Dentomaxillofac Radiol. 2023 Apr;52(4):20220404. doi: 10.1259/dmfr.20220404. Epub 2023 Apr 4.
Warthin's tumors (WT) and pleomorphic adenomas (PA) are the commonest parotid gland tumors; however, their differentiation remains difficult. This study aimed to investigate the utility of the apparent diffusion coefficient (ADC) value, texture features, and their combination for the differential diagnosis of parotid gland tumors.

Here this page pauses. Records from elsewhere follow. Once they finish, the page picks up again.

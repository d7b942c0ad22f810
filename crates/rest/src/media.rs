use anyhow::Result;
use async_trait::async_trait;
use chrono::{DateTime, Utc};
use serde::{Deserialize, Serialize};
use tracing::debug;

use wpcache_core::{Identified, Page, Payload, Query};

use crate::client::RestClient;

pub type SiteId = u64;

// ---------------------------------------------------------------------------
// Data structs
// ---------------------------------------------------------------------------

#[derive(Debug, Clone, PartialEq, Serialize, Deserialize)]
pub struct MediaFolder {
    #[serde(rename = "ID")]
    pub id: u64,
    pub name: String,
    pub parent: Option<u64>,
    pub date: Option<DateTime<Utc>>,
    pub media_count: Option<u64>,
}

impl Identified for MediaFolder {
    type Id = u64;

    fn id(&self) -> u64 {
        self.id
    }
}

/// Response of `GET /sites/{site}/media/folders`.
#[derive(Debug, Clone, Deserialize)]
pub struct FolderPage {
    pub found: Option<u64>,
    pub folders: Option<Vec<MediaFolder>>,
    pub meta: Option<PageMeta>,
}

#[derive(Debug, Clone, Deserialize)]
pub struct PageMeta {
    pub next_page: Option<String>,
}

impl FolderPage {
    /// A response without a `folders` array counts as missing data.
    pub fn into_payload(self) -> Payload<MediaFolder> {
        let next_page = self.meta.and_then(|m| m.next_page);
        match self.folders {
            Some(items) => Payload::Page(Page { items, next_page }),
            None => Payload::Missing,
        }
    }
}

// ---------------------------------------------------------------------------
// Source
// ---------------------------------------------------------------------------

/// Anything that can produce media folders for a site.
#[async_trait]
pub trait FolderSource: Send + Sync {
    /// One page of folders matching `query`.
    async fn fetch_folders(&self, site: SiteId, query: &Query) -> Result<FolderPage>;

    /// A single folder by id.
    async fn fetch_folder(&self, site: SiteId, folder: u64) -> Result<MediaFolder>;
}

#[async_trait]
impl FolderSource for RestClient {
    async fn fetch_folders(&self, site: SiteId, query: &Query) -> Result<FolderPage> {
        let page: FolderPage = self
            .get_json(&format!("/sites/{site}/media/folders"), query)
            .await?;
        debug!(
            site,
            folders = page.folders.as_ref().map_or(0, Vec::len),
            found = ?page.found,
            "fetched folder page"
        );
        Ok(page)
    }

    async fn fetch_folder(&self, site: SiteId, folder: u64) -> Result<MediaFolder> {
        let folder: MediaFolder = self
            .get_json(&format!("/sites/{site}/media/folders/{folder}"), &Query::new())
            .await?;
        debug!(site, folder = folder.id, "fetched folder");
        Ok(folder)
    }
}

// ---------------------------------------------------------------------------
// Tests
// ---------------------------------------------------------------------------
use indicatif::{ProgressBar, ProgressStyle};

pub fn create_spinner(msg: &str) -> ProgressBar {
    let pb = ProgressBar::new_spinner();
    if let Ok(style) = ProgressStyle::default_spinner().template("{spinner:.cyan} {msg}") {
        pb.set_style(style);
    }
    pb.set_message(msg.to_string());
    pb.enable_steady_tick(std::time::Duration::from_millis(100));
    pb
}
//! Change notification for stores.
//!
//! Listeners are plain callbacks held behind a [`Subscription`] guard; dropping
//! the guard removes the listener. Async consumers can instead await the
//! revision counter exposed through [`ChangeEmitter::changes`].

use std::sync::{Arc, Mutex, MutexGuard, PoisonError, Weak};

use tokio::sync::watch;

pub type Listener = Arc<dyn Fn() + Send + Sync>;

#[derive(Default)]
struct Listeners {
    next_id: u64,
    entries: Vec<(u64, Listener)>,
}

pub struct ChangeEmitter {
    listeners: Mutex<Listeners>,
    revision: watch::Sender<u64>,
}

impl ChangeEmitter {
    pub fn new() -> Arc<Self> {
        let (revision, _) = watch::channel(0);
        Arc::new(Self {
            listeners: Mutex::new(Listeners::default()),
            revision,
        })
    }

    /// Register `listener`; it stays registered until the returned guard is dropped.
    pub fn subscribe<F>(self: &Arc<Self>, listener: F) -> Subscription
    where
        F: Fn() + Send + Sync + 'static,
    {
        let mut listeners = self.lock();
        let id = listeners.next_id;
        listeners.next_id += 1;
        listeners.entries.push((id, Arc::new(listener)));
        Subscription {
            emitter: Arc::downgrade(self),
            id,
        }
    }

    /// Bump the revision and call every listener in subscription order.
    pub fn emit(&self) {
        self.revision.send_modify(|rev| *rev += 1);
        // Listeners may subscribe or unsubscribe while being notified.
        let snapshot: Vec<Listener> = self
            .lock()
            .entries
            .iter()
            .map(|(_, l)| Arc::clone(l))
            .collect();
        for listener in snapshot {
            listener();
        }
    }

    /// Receiver that wakes on every emitted change.
    pub fn changes(&self) -> watch::Receiver<u64> {
        self.revision.subscribe()
    }

    pub fn revision(&self) -> u64 {
        *self.revision.borrow()
    }

    pub fn listener_count(&self) -> usize {
        self.lock().entries.len()
    }

    fn remove(&self, id: u64) {
        self.lock().entries.retain(|(entry, _)| *entry != id);
    }

    fn lock(&self) -> MutexGuard<'_, Listeners> {
        self.listeners.lock().unwrap_or_else(PoisonError::into_inner)
    }
}

/// Keeps a listener registered. Dropping it unsubscribes.
#[must_use = "dropping a Subscription unsubscribes the listener"]
pub struct Subscription {
    emitter: Weak<ChangeEmitter>,
    id: u64,
}

impl Subscription {
    pub fn unsubscribe(self) {
        drop(self);
    }
}

impl Drop for Subscription {
    fn drop(&mut self) {
        if let Some(emitter) = self.emitter.upgrade() {
            emitter.remove(self.id);
        }
    }
}

impl std::fmt::Debug for Subscription {
    fn fmt(&self, f: &mut std::fmt::Formatter<'_>) -> std::fmt::Result {
        f.debug_struct("Subscription").field("id", &self.id).finish()
    }
}
#[cfg(test)]
mod tests {
    use super::*;
    use std::sync::Weak;
    use std::sync::atomic::{AtomicUsize, Ordering};

    use crate::action::Page;

    #[derive(Debug, Clone, PartialEq)]
    struct Folder {
        id: u64,
        name: &'static str,
    }

    impl Identified for Folder {
        type Id = u64;

        fn id(&self) -> u64 {
            self.id
        }
    }

    type Action = CollectionAction<u64, Folder>;

    fn folder(id: u64) -> Folder {
        Folder { id, name: "f" }
    }

    fn setup() -> (Dispatcher<Action>, Arc<CollectionStore<u64, Folder>>) {
        let dispatcher = Dispatcher::new();
        let store = Arc::new(CollectionStore::new("folders"));
        store.register(&dispatcher, &[]).unwrap();
        (dispatcher, store)
    }

    fn received(key: u64, query: Option<Query>, ids: &[u64]) -> Action {
        Action::Received {
            key,
            query,
            payload: Payload::Page(Page::new(ids.iter().map(|&id| folder(id)).collect())),
        }
    }

    fn ids(store: &CollectionStore<u64, Folder>, key: u64) -> Vec<u64> {
        store
            .get_all(&key)
            .unwrap_or_default()
            .iter()
            .map(|f| f.id)
            .collect()
    }

    #[test]
    fn unknown_key_reads_as_default() {
        let (_, store) = setup();
        assert!(store.get_all(&5).is_none());
        assert!(!store.is_fetching_next_page(&5));
        assert!(store.has_next_page(&5));
        assert_eq!(store.get_query(&5), Query::new().with("number", 20));
    }

    #[test]
    fn fetch_then_receive_populates_cache() {
        let (dispatcher, store) = setup();
        dispatcher.dispatch(&Action::Fetch { key: 5 }).unwrap();
        assert!(store.is_fetching_next_page(&5));

        let query = store.get_query(&5);
        dispatcher.dispatch(&received(5, Some(query), &[1, 2])).unwrap();
        assert_eq!(ids(&store, 5), vec![1, 2]);
        assert!(!store.is_fetching_next_page(&5));
    }

    #[test]
    fn repeated_items_are_not_duplicated() {
        let (dispatcher, store) = setup();
        dispatcher.dispatch(&received(5, None, &[1, 2])).unwrap();
        dispatcher.dispatch(&received(5, None, &[2, 3])).unwrap();
        dispatcher.dispatch(&received(5, None, &[2, 3])).unwrap();
        assert_eq!(ids(&store, 5), vec![1, 2, 3]);
    }

    #[test]
    fn new_query_clears_cache() {
        let (dispatcher, store) = setup();
        dispatcher.dispatch(&received(5, None, &[1, 2])).unwrap();
        dispatcher.dispatch(&Action::Fetch { key: 5 }).unwrap();
        dispatcher
            .dispatch(&Action::SetQuery {
                key: 5,
                query: Query::new().with("search", "cats"),
            })
            .unwrap();

        assert!(store.get_all(&5).is_none());
        assert!(!store.is_fetching_next_page(&5));
        assert_eq!(
            store.get_query(&5),
            Query::new().with("number", 20).with("search", "cats")
        );
    }

    #[test]
    fn equivalent_query_keeps_cache() {
        let (dispatcher, store) = setup();
        let cats = Query::new().with("search", "cats");
        dispatcher
            .dispatch(&Action::SetQuery {
                key: 5,
                query: cats.clone(),
            })
            .unwrap();
        dispatcher
            .dispatch(&received(5, Some(cats.clone()), &[1]))
            .unwrap();
        dispatcher
            .dispatch(&Action::SetQuery {
                key: 5,
                query: cats.with("number", 100).with("page_handle", "xyz"),
            })
            .unwrap();

        assert_eq!(ids(&store, 5), vec![1]);
        assert_eq!(store.get_query(&5).get("number"), Some(&Value::from(100)));
        assert!(!store.get_query(&5).contains_key("page_handle"));
    }

    #[test]
    fn stale_response_is_dropped() {
        let (dispatcher, store) = setup();
        let cats = Query::new().with("search", "cats");
        let dogs = Query::new().with("search", "dogs");
        dispatcher
            .dispatch(&Action::SetQuery {
                key: 5,
                query: cats.clone(),
            })
            .unwrap();
        dispatcher.dispatch(&Action::Fetch { key: 5 }).unwrap();
        dispatcher
            .dispatch(&Action::SetQuery {
                key: 5,
                query: dogs.clone(),
            })
            .unwrap();
        dispatcher.dispatch(&received(5, Some(dogs), &[7])).unwrap();

        dispatcher.dispatch(&received(5, Some(cats), &[1, 2])).unwrap();
        assert_eq!(ids(&store, 5), vec![7]);
        assert!(!store.is_fetching_next_page(&5));
        assert!(store.last_error(&5).is_none());
    }

    #[test]
    fn late_failure_for_old_query_is_not_an_error() {
        let (dispatcher, store) = setup();
        let cats = Query::new().with("search", "cats");
        dispatcher
            .dispatch(&Action::SetQuery {
                key: 5,
                query: cats.clone(),
            })
            .unwrap();
        dispatcher.dispatch(&Action::Fetch { key: 5 }).unwrap();
        let issued = store.get_query(&5);
        dispatcher
            .dispatch(&Action::SetQuery {
                key: 5,
                query: Query::new().with("search", "dogs"),
            })
            .unwrap();
        dispatcher.dispatch(&Action::Fetch { key: 5 }).unwrap();

        dispatcher
            .dispatch(&Action::Received {
                key: 5,
                query: Some(issued.clone()),
                payload: Payload::Failed("HTTP 500".into()),
            })
            .unwrap();
        assert!(store.last_error(&5).is_none());

        dispatcher
            .dispatch(&Action::Received {
                key: 5,
                query: Some(issued),
                payload: Payload::Missing,
            })
            .unwrap();
        assert!(store.last_error(&5).is_none());
        assert!(store.get_all(&5).is_none());
    }

    #[test]
    fn out_of_band_items_keep_fetch_state() {
        let (dispatcher, store) = setup();
        dispatcher
            .dispatch(&Action::Received {
                key: 5,
                query: None,
                payload: Payload::Page(Page::new(vec![folder(1)]).with_next_page("p2")),
            })
            .unwrap();
        dispatcher.dispatch(&Action::Fetch { key: 5 }).unwrap();

        dispatcher
            .dispatch(&Action::Receive {
                key: 5,
                items: vec![folder(1), folder(9)],
            })
            .unwrap();
        assert_eq!(ids(&store, 5), vec![1, 9]);
        assert!(store.is_fetching_next_page(&5));
        assert_eq!(
            store.get_query(&5).get("page_handle"),
            Some(&Value::from("p2"))
        );

        dispatcher
            .dispatch(&Action::Receive {
                key: 6,
                items: vec![folder(3)],
            })
            .unwrap();
        assert_eq!(ids(&store, 6), vec![3]);
        assert!(store.has_next_page(&6));
        assert!(!store.is_fetching_next_page(&6));
    }

    #[test]
    fn filter_may_read_its_own_store() {
        let dispatcher = Dispatcher::new();
        let store: Arc<CollectionStore<u64, Folder>> =
            Arc::new_cyclic(|weak: &Weak<CollectionStore<u64, Folder>>| {
                let this = weak.clone();
                CollectionStore::new("capped").with_filter(
                    move |key: &u64, _: Option<&Query>, _: &Folder| {
                        this.upgrade()
                            .is_none_or(|s| s.get_all(key).map_or(0, |items| items.len()) < 2)
                    },
                )
            });
        store.register(&dispatcher, &[]).unwrap();

        dispatcher.dispatch(&received(5, None, &[1, 2, 3])).unwrap();
        dispatcher.dispatch(&received(5, None, &[4])).unwrap();
        assert_eq!(ids(&store, 5), vec![1, 2, 3]);
    }

    #[test]
    fn failed_fetch_leaves_cache_untouched() {
        let (dispatcher, store) = setup();
        dispatcher.dispatch(&received(5, None, &[1, 2])).unwrap();
        dispatcher.dispatch(&Action::Fetch { key: 5 }).unwrap();
        dispatcher
            .dispatch(&Action::Received {
                key: 5,
                query: None,
                payload: Payload::Failed("HTTP 500".into()),
            })
            .unwrap();

        assert_eq!(ids(&store, 5), vec![1, 2]);
        assert!(!store.is_fetching_next_page(&5));
        assert_eq!(store.last_error(&5).as_deref(), Some("HTTP 500"));

        dispatcher.dispatch(&Action::Fetch { key: 5 }).unwrap();
        assert!(store.last_error(&5).is_none());
        dispatcher
            .dispatch(&Action::Received {
                key: 5,
                query: None,
                payload: Payload::Missing,
            })
            .unwrap();
        assert_eq!(ids(&store, 5), vec![1, 2]);
        assert!(store.last_error(&5).is_some());
    }

    #[test]
    fn cursor_is_tracked_per_page() {
        let (dispatcher, store) = setup();
        dispatcher
            .dispatch(&Action::Received {
                key: 5,
                query: None,
                payload: Payload::Page(Page::new(vec![folder(1)]).with_next_page("p2")),
            })
            .unwrap();
        assert_eq!(
            store.get_query(&5).get("page_handle"),
            Some(&Value::from("p2"))
        );
        assert!(store.has_next_page(&5));

        dispatcher.dispatch(&received(5, None, &[2])).unwrap();
        assert!(!store.has_next_page(&5));
        assert!(!store.get_query(&5).contains_key("page_handle"));

        dispatcher
            .dispatch(&Action::SetQuery {
                key: 5,
                query: Query::new().with("search", "x"),
            })
            .unwrap();
        assert!(store.has_next_page(&5));
    }

    #[test]
    fn keys_are_independent() {
        let (dispatcher, store) = setup();
        dispatcher.dispatch(&received(5, None, &[1])).unwrap();
        dispatcher.dispatch(&Action::Fetch { key: 6 }).unwrap();
        assert_eq!(ids(&store, 5), vec![1]);
        assert!(store.get_all(&6).is_none());
        assert!(store.is_fetching_next_page(&6));
        assert!(!store.is_fetching_next_page(&5));
    }

    #[test]
    fn filter_rejects_items_on_insert() {
        let dispatcher = Dispatcher::new();
        let store = Arc::new(
            CollectionStore::new("even-folders")
                .with_filter(|_: &u64, _: Option<&Query>, f: &Folder| f.id % 2 == 0),
        );
        store.register(&dispatcher, &[]).unwrap();

        dispatcher.dispatch(&received(5, None, &[1, 2, 3, 4])).unwrap();
        assert_eq!(ids(&store, 5), vec![2, 4]);
    }

    #[test]
    fn notifies_on_every_mutation() {
        let (dispatcher, store) = setup();
        let hits = Arc::new(AtomicUsize::new(0));
        let counter = Arc::clone(&hits);
        let _sub = store.subscribe(move || {
            counter.fetch_add(1, Ordering::SeqCst);
        });

        dispatcher.dispatch(&Action::Fetch { key: 5 }).unwrap();
        assert_eq!(hits.load(Ordering::SeqCst), 1);
        dispatcher.dispatch(&received(5, None, &[1])).unwrap();
        assert_eq!(hits.load(Ordering::SeqCst), 2);

        // Equivalent query: nothing to invalidate.
        dispatcher
            .dispatch(&Action::SetQuery {
                key: 5,
                query: Query::new().with("number", 40),
            })
            .unwrap();
        assert_eq!(hits.load(Ordering::SeqCst), 2);
    }

    #[test]
    fn listener_sees_committed_state() {
        let (dispatcher, store) = setup();
        let seen = Arc::new(std::sync::Mutex::new(Vec::new()));
        let reader = Arc::downgrade(&store);
        let log = Arc::clone(&seen);
        let _sub = store.subscribe(move || {
            if let Some(store) = reader.upgrade() {
                log.lock().unwrap().push(store.is_fetching_next_page(&5));
            }
        });

        dispatcher.dispatch(&Action::Fetch { key: 5 }).unwrap();
        dispatcher.dispatch(&received(5, None, &[1])).unwrap();
        assert_eq!(*seen.lock().unwrap(), vec![true, false]);
    }

    #[test]
    fn double_registration_is_rejected() {
        let (dispatcher, store) = setup();
        let token = store.dispatch_token().unwrap();
        assert_eq!(
            store.register(&dispatcher, &[]),
            Err(DispatchError::AlreadyRegistered {
                store: "folders".into(),
                token,
            })
        );
        assert_eq!(dispatcher.handler_count(), 1);
    }
}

Patients who underwent magnetic resonance imaging (MRI) between April 2008 and March 2021 for parotid gland tumors were included and divided into two groups according to the tumor type: WT and PA. The tumor types were used as predictor variables, while the ADC value, texture features, and their combination were the outcome variables. Texture features were measured on short tau inversion recovery (STIR) images and selected using the Fisher's coefficient method and probability of error, and average correlation coefficients. The Mann-Whitney U-test was used to analyze bivariate statistics. Receiver operating characteristic curve analysis was used to assess the ability of the ADC value, texture features, and their combination to distinguishing between the two tumor types.
A total of 22 patients were included, 11 in each group. The ADC value, 10 texture features, and their combination were significantly different between the two groups ( < .001). Moreover, all three variables had high area under the curve values of 0.93-0.96.
The ADC value, texture features, and their combination demonstrated good diagnostic ability to distinguish between WTs and PAs. This method may be used to aid the differential diagnosis of parotid gland tumors, thereby promoting timely and adequate treatment.
沃辛氏瘤(WT)和多形性腺瘤(PA)是最常见的腮腺肿瘤,但两者的鉴别仍具有一定难度。本研究旨在探讨表观扩散系数(ADC)值、纹理特征及其联合应用在腮腺肿瘤鉴别诊断中的价值。
选取 2008 年 4 月至 2021 年 3 月间因腮腺肿瘤接受磁共振成像(MRI)检查的患者,并根据肿瘤类型分为 WT 组和 PA 组。以肿瘤类型为预测变量,ADC 值、纹理特征及其联合应用为结局变量。在短回波时间反转恢复(STIR)图像上测量纹理特征,并采用 Fisher 系数法、错误概率和平均相关系数选择特征。采用 Mann-Whitney U 检验进行双变量统计学分析。采用受试者工作特征曲线分析评估 ADC 值、纹理特征及其联合应用区分两种肿瘤类型的能力。
共纳入 22 例患者,每组 11 例。两组间 ADC 值、10 个纹理特征及其联合应用均存在显著差异(<.001)。此外,所有三个变量的曲线下面积均较高,为 0.93-0.96。
ADC 值、纹理特征及其联合应用对鉴别 WT 和 PA 具有良好的诊断能力。该方法可能有助于腮腺肿瘤的鉴别诊断,从而促进及时、充分的治疗。